-- Assignment --
An exact copy of all the data below is required.

-- Entries provided --
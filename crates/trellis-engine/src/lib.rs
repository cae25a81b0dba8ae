//! Workflow execution core for Trellis.
//!
//! Runs a directed graph of typed nodes server-side: walk the graph one
//! node at a time, call the model adapter for agent nodes, branch on
//! substring conditions, and suspend/resume across requests at approval
//! nodes. The append-only execution log is the run's observability and
//! error channel.

pub mod engine;
pub mod errors;
pub mod graph;
pub mod handlers;
pub mod log;
pub mod record;
pub mod registry;
pub mod resume;
pub mod state;

pub use engine::*;
pub use errors::*;
pub use graph::*;
pub use log::*;
pub use record::*;
pub use registry::*;
pub use resume::*;
pub use state::*;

-- Solution to the problem --
filename crates/trellis-engine/src/lib.rs
repository cae25a81b0dba8ae
//! Workflow execution core for Trellis.
//!
//! Runs a directed graph of typed nodes server-side: walk the graph one
//! node at a time, call the model adapter for agent nodes, branch on
//! substring conditions, and suspend/resume across requests at approval
//! nodes. The append-only execution log is the run's observability and
//! error channel.

pub mod engine;
pub mod errors;
pub mod graph;
pub mod handlers;
pub mod log;
pub mod record;
pub mod registry;
pub mod resume;
pub mod state;

pub use engine::*;
pub use errors::*;
pub use graph::*;
pub use log::*;
pub use record::*;
pub use registry::*;
pub use resume::*;
pub use state::*;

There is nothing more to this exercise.